(Content warning: war.)
The first thing that strikes me on booting up Galaga [1981] is that it is a beautiful game. Games I’ve written on up to this point have been eyesores. (They mostly make a virtue of it.) Even the prior entry in this franchise, Galaxian [1979], a visual tour-de-force, looks pretty drab, predominated by some uneasy Windows 95 shade of dark teal. Galaga borrows instead on the palette of bright neon colors that so vexed me from Pac-Man [1980] (and some of its sounds, too,) but each of its large now-multicolored sprites finds a pleasing balance that’s easy to look at. These dazzle ships move across the screen like synchronized swimmers in elaborate formations, then dive off into personality showcases in pairs. Disco stars pass twinkling in red, green, blue behind it all.

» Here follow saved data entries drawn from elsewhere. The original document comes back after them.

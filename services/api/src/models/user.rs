//! User model and related payloads

use chrono::{DateTime, Utc};
use serde::{Deserialize, Serialize};
use sqlx::FromRow;
use uuid::Uuid;

/// User entity
///
/// `password_hash` holds the argon2 PHC string, never the plaintext.
/// `token_seed` is the currently-valid bearer token seed; it is regenerated
/// on every token issuance, which invalidates any previously issued token.
#[derive(Debug, Clone, Serialize, Deserialize, FromRow)]
pub struct User {
    pub id: Uuid,
    pub username: String,
    pub email: String,
    #[serde(skip_serializing)]
    pub password_hash: String,
    #[serde(skip_serializing)]
    pub token_seed: Option<String>,
    pub created_at: DateTime<Utc>,
    pub updated_at: DateTime<Utc>,
}

/// New user creation payload, password already validated but not yet hashed
#[derive(Debug, Clone)]
pub struct NewUser {
    pub username: String,
    pub email: String,
    pub password: String,
}

/// Signup request body; fields are optional so their absence surfaces as a
/// 400 validation error instead of a body-rejection status
#[derive(Debug, Clone, Deserialize)]
pub struct SignupRequest {
    pub username: Option<String>,
    pub email: Option<String>,
    pub password: Option<String>,
}
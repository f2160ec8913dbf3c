//! Common library for the gallery API
//!
//! Shared infrastructure used by the API service: PostgreSQL connection
//! pooling and the database error types.

pub mod database;
pub mod error;
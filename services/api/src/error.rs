//! Custom error types for the API service
//!
//! Every handler forwards failures here; `IntoResponse` is the single place
//! mapping an error kind to an HTTP status and a minimal JSON body. Missing
//! entities and ownership violations are reported identically so a caller
//! cannot probe for existence.

use axum::{
    extract::multipart::MultipartError,
    http::StatusCode,
    response::{IntoResponse, Response},
    Json,
};
use serde_json::json;
use thiserror::Error;

/// Custom error type for the API service
#[derive(Error, Debug)]
pub enum ApiError {
    /// Malformed or missing input
    #[error("{0}")]
    Validation(String),

    /// Bad credentials or token
    #[error("{0}")]
    Auth(String),

    /// Missing or not-owned entity
    #[error("{0} not found")]
    NotFound(&'static str),

    /// Metadata store write failure
    #[error("persistence error: {0}")]
    Persistence(#[source] sqlx::Error),

    /// Local scratch storage failure
    #[error("io error: {0}")]
    Io(#[from] std::io::Error),

    /// Remote object store failure
    #[error("object store error: {0}")]
    Upload(String),

    /// Anything else that should never reach the caller verbatim
    #[error("internal error: {0}")]
    Internal(String),
}

impl IntoResponse for ApiError {
    fn into_response(self) -> Response {
        let (status, error_message) = match self {
            ApiError::Validation(msg) => (StatusCode::BAD_REQUEST, msg),
            ApiError::Auth(msg) => (StatusCode::UNAUTHORIZED, msg),
            ApiError::NotFound(entity) => (StatusCode::NOT_FOUND, format!("{} not found", entity)),
            ApiError::Persistence(ref source) => {
                tracing::error!("Persistence error: {}", source);
                (
                    StatusCode::INTERNAL_SERVER_ERROR,
                    "Internal server error".to_string(),
                )
            }
            ApiError::Io(ref source) => {
                tracing::error!("IO error: {}", source);
                (
                    StatusCode::INTERNAL_SERVER_ERROR,
                    "Internal server error".to_string(),
                )
            }
            ApiError::Upload(ref msg) => {
                tracing::error!("Object store error: {}", msg);
                (
                    StatusCode::BAD_GATEWAY,
                    "Object store error".to_string(),
                )
            }
            ApiError::Internal(ref msg) => {
                tracing::error!("Internal error: {}", msg);
                (
                    StatusCode::INTERNAL_SERVER_ERROR,
                    "Internal server error".to_string(),
                )
            }
        };

        let body = Json(json!({
            "error": error_message,
        }));

        (status, body).into_response()
    }
}

impl From<sqlx::Error> for ApiError {
    fn from(err: sqlx::Error) -> Self {
        ApiError::Persistence(err)
    }
}

impl From<MultipartError> for ApiError {
    fn from(err: MultipartError) -> Self {
        ApiError::Validation(format!("invalid multipart body: {}", err))
    }
}

/// Type alias for API results
pub type ApiResult<T> = Result<T, ApiError>;
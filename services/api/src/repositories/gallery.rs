//! Gallery repository for database operations
//!
//! Every read/update/delete is scoped by `(id, owner_id)` in the query
//! itself, so a gallery owned by someone else is indistinguishable from one
//! that does not exist.

use sqlx::PgPool;
use uuid::Uuid;

use crate::error::{ApiError, ApiResult};
use crate::models::Gallery;

/// Gallery repository
#[derive(Clone)]
pub struct GalleryRepository {
    pool: PgPool,
}

impl GalleryRepository {
    /// Create a new gallery repository
    pub fn new(pool: PgPool) -> Self {
        Self { pool }
    }

    /// Create a gallery owned by `owner_id`
    pub async fn create(&self, owner_id: Uuid, name: &str, description: &str) -> ApiResult<Gallery> {
        let gallery = sqlx::query_as::<_, Gallery>(
            r#"
            INSERT INTO galleries (name, description, owner_id)
            VALUES ($1, $2, $3)
            RETURNING id, name, description, created_at, owner_id
            "#,
        )
        .bind(name)
        .bind(description)
        .bind(owner_id)
        .fetch_one(&self.pool)
        .await?;

        Ok(gallery)
    }

    /// Fetch a gallery by id, scoped to its owner
    pub async fn find_for_owner(&self, id: Uuid, owner_id: Uuid) -> ApiResult<Gallery> {
        let gallery = sqlx::query_as::<_, Gallery>(
            r#"
            SELECT id, name, description, created_at, owner_id
            FROM galleries
            WHERE id = $1 AND owner_id = $2
            "#,
        )
        .bind(id)
        .bind(owner_id)
        .fetch_optional(&self.pool)
        .await?;

        gallery.ok_or(ApiError::NotFound("gallery"))
    }

    /// List all galleries owned by `owner_id`
    pub async fn list_for_owner(&self, owner_id: Uuid) -> ApiResult<Vec<Gallery>> {
        let galleries = sqlx::query_as::<_, Gallery>(
            r#"
            SELECT id, name, description, created_at, owner_id
            FROM galleries
            WHERE owner_id = $1
            ORDER BY created_at
            "#,
        )
        .bind(owner_id)
        .fetch_all(&self.pool)
        .await?;

        Ok(galleries)
    }

    /// Update name/description of an owned gallery; absent fields keep
    /// their current value
    pub async fn update_for_owner(
        &self,
        id: Uuid,
        owner_id: Uuid,
        name: Option<&str>,
        description: Option<&str>,
    ) -> ApiResult<Gallery> {
        let gallery = sqlx::query_as::<_, Gallery>(
            r#"
            UPDATE galleries
            SET name = COALESCE($3, name),
                description = COALESCE($4, description)
            WHERE id = $1 AND owner_id = $2
            RETURNING id, name, description, created_at, owner_id
            "#,
        )
        .bind(id)
        .bind(owner_id)
        .bind(name)
        .bind(description)
        .fetch_optional(&self.pool)
        .await?;

        gallery.ok_or(ApiError::NotFound("gallery"))
    }

    /// Delete an owned gallery; pic records go with it via the cascade,
    /// remote objects are never retracted
    pub async fn delete_for_owner(&self, id: Uuid, owner_id: Uuid) -> ApiResult<()> {
        let done = sqlx::query("DELETE FROM galleries WHERE id = $1 AND owner_id = $2")
            .bind(id)
            .bind(owner_id)
            .execute(&self.pool)
            .await?;

        if done.rows_affected() == 0 {
            return Err(ApiError::NotFound("gallery"));
        }

        Ok(())
    }
}

#[cfg(test)]
mod tests {
    use super::*;
    use crate::models::NewUser;
    use crate::repositories::UserRepository;

    // These tests need a running postgres (DATABASE_URL); run them with
    // `cargo test -- --ignored`.

    async fn test_pool() -> PgPool {
        let config = common::database::DatabaseConfig::from_env().unwrap();
        let pool = common::database::init_pool(&config).await.unwrap();
        sqlx::migrate!().run(&pool).await.unwrap();
        pool
    }

    async fn test_user(users: &UserRepository, tag: &str) -> Uuid {
        let id = Uuid::new_v4().simple();
        users
            .create(&NewUser {
                username: format!("{}-{}", tag, id),
                email: format!("{}-{}@example.com", tag, id),
                password: "correct horse".to_string(),
            })
            .await
            .unwrap()
            .id
    }

    #[tokio::test]
    #[ignore = "requires a running postgres"]
    async fn test_owner_roundtrip() {
        let pool = test_pool().await;
        let users = UserRepository::new(pool.clone());
        let galleries = GalleryRepository::new(pool);

        let owner = test_user(&users, "owner").await;
        let gallery = galleries.create(owner, "cats", "cat pics").await.unwrap();

        let fetched = galleries.find_for_owner(gallery.id, owner).await.unwrap();
        assert_eq!(fetched.name, "cats");
        assert_eq!(fetched.description, "cat pics");
        assert_eq!(fetched.owner_id, owner);
    }

    #[tokio::test]
    #[ignore = "requires a running postgres"]
    async fn test_non_owner_lookup_is_not_found() {
        let pool = test_pool().await;
        let users = UserRepository::new(pool.clone());
        let galleries = GalleryRepository::new(pool);

        let owner = test_user(&users, "owner").await;
        let imposter = test_user(&users, "imposter").await;
        let gallery = galleries.create(owner, "cats", "cat pics").await.unwrap();

        assert!(matches!(
            galleries.find_for_owner(gallery.id, imposter).await,
            Err(ApiError::NotFound("gallery"))
        ));
        assert!(matches!(
            galleries.delete_for_owner(gallery.id, imposter).await,
            Err(ApiError::NotFound("gallery"))
        ));

        // the owner still sees it untouched
        assert!(galleries.find_for_owner(gallery.id, owner).await.is_ok());
    }

    #[tokio::test]
    #[ignore = "requires a running postgres"]
    async fn test_update_keeps_unset_fields() {
        let pool = test_pool().await;
        let users = UserRepository::new(pool.clone());
        let galleries = GalleryRepository::new(pool);

        let owner = test_user(&users, "update").await;
        let gallery = galleries.create(owner, "cats", "cat pics").await.unwrap();

        let updated = galleries
            .update_for_owner(gallery.id, owner, Some("dogs"), None)
            .await
            .unwrap();
        assert_eq!(updated.name, "dogs");
        assert_eq!(updated.description, "cat pics");
    }
}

The game feels as good to play as it looks. Most of the game is weaving through the sheets of iron rain. Zip, to the left, to the right, zap. At the end of every play cycle, you’re graded on your hit-miss ratio, which feels like some kind of act of deception to me, and unneeded imposition of valuation. I wish to praise the button mash, the poetry of the twitch. I strum the hammer down more frantic than is needed, more than is effective, like a human sewing machine. It’s a kind of desperation, yes, but it’s also a kind of ecstasy. It’s like screaming with my fingers. It’s as though I think I can exceed its capacity. It’s as though I could pound through the machine and into its reality. I mean, there were about four days straight I was worried this blog wasn’t going to survive my encounter with Galaga because I simply did not want to put it down and start writing anything beyond “Galaga is so so good.” As if this could be the terminus, the first time I played a game I found truly addictively fun to play on days on end. (I eventually realized it was a bout of depression that made me want to do nothing but play Galaga and pet my cat and shower and drink coffee.) Point stands: Galaga is a trance enducer. I got better at the game a little, realized I could fire faster at closer objects, learned the waves, let it carve canyons in my grey matter. I can only imagine what it might be like to be actually good at this game.

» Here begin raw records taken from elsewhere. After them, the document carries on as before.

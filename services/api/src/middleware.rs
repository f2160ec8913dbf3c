//! Authentication middleware
//!
//! The bearer variant runs as a route layer: it parses the Authorization
//! header, verifies the token through the token service, and puts the
//! resolved [`User`] into the request extensions for handlers to pick up.
//! A missing or malformed header is a 400; a header that parses but does
//! not verify is a 401.

use axum::{
    body::Body,
    extract::State,
    http::Request,
    middleware::Next,
    response::Response,
};

use crate::error::{ApiError, ApiResult};
use crate::state::AppState;

/// Bearer authentication middleware
pub async fn bearer_auth(
    State(state): State<AppState>,
    mut req: Request<Body>,
    next: Next,
) -> Result<Response, ApiError> {
    let header = req
        .headers()
        .get(axum::http::header::AUTHORIZATION)
        .and_then(|header| header.to_str().ok());

    let token = extract_bearer(header)?.to_string();

    let user = state.token_service.verify(&token).await?;

    req.extensions_mut().insert(user);

    Ok(next.run(req).await)
}

/// Pull the token out of an `Authorization: Bearer <token>` header value
pub fn extract_bearer(header: Option<&str>) -> ApiResult<&str> {
    let header =
        header.ok_or_else(|| ApiError::Validation("authorization header required".to_string()))?;

    header
        .strip_prefix("Bearer ")
        .map(str::trim)
        .filter(|token| !token.is_empty())
        .ok_or_else(|| ApiError::Validation("malformed authorization header".to_string()))
}

#[cfg(test)]
mod tests {
    use super::*;

    #[test]
    fn test_extract_bearer_ok() {
        assert_eq!(extract_bearer(Some("Bearer abc.def.ghi")).unwrap(), "abc.def.ghi");
    }

    #[test]
    fn test_missing_header_is_validation_error() {
        assert!(matches!(extract_bearer(None), Err(ApiError::Validation(_))));
    }

    #[test]
    fn test_malformed_header_is_validation_error() {
        for bad in ["Basic dXNlcjpwYXNz", "Bearer", "Bearer ", "token abc"] {
            assert!(
                matches!(extract_bearer(Some(bad)), Err(ApiError::Validation(_))),
                "expected validation error for {:?}",
                bad
            );
        }
    }
}
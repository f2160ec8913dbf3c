//! Gallery model and related payloads

use chrono::{DateTime, Utc};
use serde::{Deserialize, Serialize};
use sqlx::FromRow;
use uuid::Uuid;

/// Gallery entity
///
/// `owner_id` is immutable after creation. Every lookup is scoped by both id
/// and owner, so a non-owner's request behaves exactly like "not found".
#[derive(Debug, Clone, Serialize, Deserialize, FromRow)]
pub struct Gallery {
    pub id: Uuid,
    pub name: String,
    #[serde(rename = "desc")]
    pub description: String,
    #[serde(rename = "created")]
    pub created_at: DateTime<Utc>,
    pub owner_id: Uuid,
}

/// Gallery create/update body; both fields are required on creation and a
/// missing one is a 400 validation error
#[derive(Debug, Clone, Deserialize)]
pub struct GalleryPayload {
    pub name: Option<String>,
    pub desc: Option<String>,
}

The top score for Galaga now is 20.9 million points. Twin Galaxies, the self-appointed official scorekeeper for arcades, was founded as an arcade itself only one month after Galaga’s North American release. Arcade games had already gotten into the business of using score as their extrinsic motivator and measure of value, how you can compete with someone who, perhaps, you’ve never seen. Galaga itself has a fairly sophisticated score-keeping mechanism, where you are granted greater amounts of points for taking riskier shots at divebombing enemies. I read that the top players don’t go for those, though. Sure, nickels and dimes add up over time, but what adds up even more is more time, and you get that by playing conservatively, keeping your ships safe. The objective is to play a game what lasts for hours, as in most of your waking day. Unlike Pac-Man, there is no “kill screen,” before which a run must be perfectly optimized for maximum score. Instead, you claw at the infinite, towards the Galaga Valhalla. Just like a very low skill player such as myself, you are to ignore the score. A friend of mine with more shmup experience told me that the most important thing to learn is that everything besides what’s going to hit the ship is a distraction, but it goes further than that. The closer you look, the less of the game you’re meant to see. The cabinet art, the fancy and attractive choreography, even the incentive structure all drops away like so much noise as you attenuate to the true signal.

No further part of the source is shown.